● DATA SECTION:
----
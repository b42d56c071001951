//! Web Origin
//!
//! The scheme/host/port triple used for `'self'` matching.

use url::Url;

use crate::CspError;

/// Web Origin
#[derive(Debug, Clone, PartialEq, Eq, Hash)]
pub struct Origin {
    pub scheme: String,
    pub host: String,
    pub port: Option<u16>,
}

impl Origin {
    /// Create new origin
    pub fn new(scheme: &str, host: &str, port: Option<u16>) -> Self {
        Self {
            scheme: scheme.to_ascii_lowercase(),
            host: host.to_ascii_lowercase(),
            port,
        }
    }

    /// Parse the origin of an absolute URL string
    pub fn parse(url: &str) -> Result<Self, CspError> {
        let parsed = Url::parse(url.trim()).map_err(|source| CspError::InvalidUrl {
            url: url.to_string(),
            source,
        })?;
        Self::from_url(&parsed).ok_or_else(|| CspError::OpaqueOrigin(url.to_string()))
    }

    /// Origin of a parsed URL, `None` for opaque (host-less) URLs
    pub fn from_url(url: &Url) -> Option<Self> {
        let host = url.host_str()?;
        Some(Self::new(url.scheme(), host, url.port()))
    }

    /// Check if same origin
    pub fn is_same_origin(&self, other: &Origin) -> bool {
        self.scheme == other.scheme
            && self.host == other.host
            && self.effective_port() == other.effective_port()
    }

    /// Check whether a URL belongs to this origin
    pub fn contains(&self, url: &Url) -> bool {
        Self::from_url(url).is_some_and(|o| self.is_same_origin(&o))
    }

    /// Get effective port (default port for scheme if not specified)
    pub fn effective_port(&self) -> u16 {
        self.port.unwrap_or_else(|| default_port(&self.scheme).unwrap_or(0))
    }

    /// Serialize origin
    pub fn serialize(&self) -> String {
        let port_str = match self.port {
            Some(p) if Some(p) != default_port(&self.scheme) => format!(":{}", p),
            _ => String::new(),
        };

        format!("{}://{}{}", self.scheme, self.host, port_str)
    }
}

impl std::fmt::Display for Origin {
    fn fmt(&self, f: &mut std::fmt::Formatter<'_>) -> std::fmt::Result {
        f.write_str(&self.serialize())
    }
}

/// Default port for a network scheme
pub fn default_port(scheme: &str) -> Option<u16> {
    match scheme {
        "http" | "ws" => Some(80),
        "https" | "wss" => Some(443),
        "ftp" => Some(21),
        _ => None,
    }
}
----
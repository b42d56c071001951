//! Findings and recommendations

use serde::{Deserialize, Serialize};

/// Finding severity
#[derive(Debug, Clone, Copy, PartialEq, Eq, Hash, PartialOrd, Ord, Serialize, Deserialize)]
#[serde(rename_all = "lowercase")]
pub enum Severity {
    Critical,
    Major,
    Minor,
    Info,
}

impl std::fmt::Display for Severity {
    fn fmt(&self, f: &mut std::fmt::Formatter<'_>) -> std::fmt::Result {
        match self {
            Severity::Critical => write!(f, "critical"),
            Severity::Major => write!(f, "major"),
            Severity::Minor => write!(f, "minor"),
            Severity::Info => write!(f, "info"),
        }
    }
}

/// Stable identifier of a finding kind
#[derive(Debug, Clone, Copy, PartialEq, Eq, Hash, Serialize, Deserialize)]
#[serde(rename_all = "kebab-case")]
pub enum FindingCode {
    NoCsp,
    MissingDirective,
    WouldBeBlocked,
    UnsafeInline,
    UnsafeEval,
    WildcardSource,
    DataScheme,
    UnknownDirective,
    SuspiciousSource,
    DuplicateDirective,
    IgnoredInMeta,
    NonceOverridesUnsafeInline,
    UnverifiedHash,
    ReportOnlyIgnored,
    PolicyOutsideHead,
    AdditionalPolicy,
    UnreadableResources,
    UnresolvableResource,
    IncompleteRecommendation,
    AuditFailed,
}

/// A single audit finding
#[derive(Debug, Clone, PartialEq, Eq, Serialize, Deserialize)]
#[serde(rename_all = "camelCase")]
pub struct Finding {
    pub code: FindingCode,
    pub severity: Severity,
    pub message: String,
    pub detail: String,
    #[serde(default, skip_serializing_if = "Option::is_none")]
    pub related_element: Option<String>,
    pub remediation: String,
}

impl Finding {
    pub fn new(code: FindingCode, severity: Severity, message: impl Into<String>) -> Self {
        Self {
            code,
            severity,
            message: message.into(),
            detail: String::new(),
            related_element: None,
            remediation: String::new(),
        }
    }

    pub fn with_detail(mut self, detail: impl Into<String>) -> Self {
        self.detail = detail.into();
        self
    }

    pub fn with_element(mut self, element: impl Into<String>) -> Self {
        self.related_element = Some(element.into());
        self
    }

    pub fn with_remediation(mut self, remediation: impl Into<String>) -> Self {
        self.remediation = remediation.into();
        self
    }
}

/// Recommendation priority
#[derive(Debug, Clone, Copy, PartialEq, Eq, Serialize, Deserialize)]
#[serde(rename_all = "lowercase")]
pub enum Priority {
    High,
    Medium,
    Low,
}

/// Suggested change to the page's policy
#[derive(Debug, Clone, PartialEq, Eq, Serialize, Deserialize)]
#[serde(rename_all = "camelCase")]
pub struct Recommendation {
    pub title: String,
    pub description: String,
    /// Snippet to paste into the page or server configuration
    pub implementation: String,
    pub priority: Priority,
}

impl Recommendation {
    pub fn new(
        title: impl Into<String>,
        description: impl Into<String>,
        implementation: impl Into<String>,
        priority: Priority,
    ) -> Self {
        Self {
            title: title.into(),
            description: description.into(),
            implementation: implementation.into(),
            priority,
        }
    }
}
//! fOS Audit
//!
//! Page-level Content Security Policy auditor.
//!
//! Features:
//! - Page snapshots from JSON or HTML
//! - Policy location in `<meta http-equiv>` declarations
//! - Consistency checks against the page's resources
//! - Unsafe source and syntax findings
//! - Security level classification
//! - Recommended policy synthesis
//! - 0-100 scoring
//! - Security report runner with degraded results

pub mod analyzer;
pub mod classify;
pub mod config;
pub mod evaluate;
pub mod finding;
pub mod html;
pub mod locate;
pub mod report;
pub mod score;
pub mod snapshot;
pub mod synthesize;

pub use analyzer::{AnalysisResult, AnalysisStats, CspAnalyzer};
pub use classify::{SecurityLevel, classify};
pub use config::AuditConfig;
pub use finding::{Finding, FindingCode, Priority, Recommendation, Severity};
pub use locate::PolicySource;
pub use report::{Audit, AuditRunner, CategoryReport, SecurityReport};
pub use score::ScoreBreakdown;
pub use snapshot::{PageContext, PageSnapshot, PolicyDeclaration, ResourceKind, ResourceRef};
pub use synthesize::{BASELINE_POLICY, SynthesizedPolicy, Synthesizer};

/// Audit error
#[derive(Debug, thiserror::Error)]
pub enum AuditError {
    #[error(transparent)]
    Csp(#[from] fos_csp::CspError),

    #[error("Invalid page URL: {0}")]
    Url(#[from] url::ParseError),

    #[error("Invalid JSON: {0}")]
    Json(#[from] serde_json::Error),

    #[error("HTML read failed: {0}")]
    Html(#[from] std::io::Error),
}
----
● EXERCISE OBJECTIVE: Retype exactly the span of lines from the one with "the page's resources" through the one with "pub mod evaluate;"; include both ends and omit the rest of the material.

● RESPONSE BOX:
//! - Consistency checks against the page's resources
//! - Unsafe source and syntax findings
//! - Security level classification
//! - Recommended policy synthesis
//! - 0-100 scoring
//! - Security report runner with degraded results

pub mod analyzer;
pub mod classify;
pub mod config;
pub mod evaluate;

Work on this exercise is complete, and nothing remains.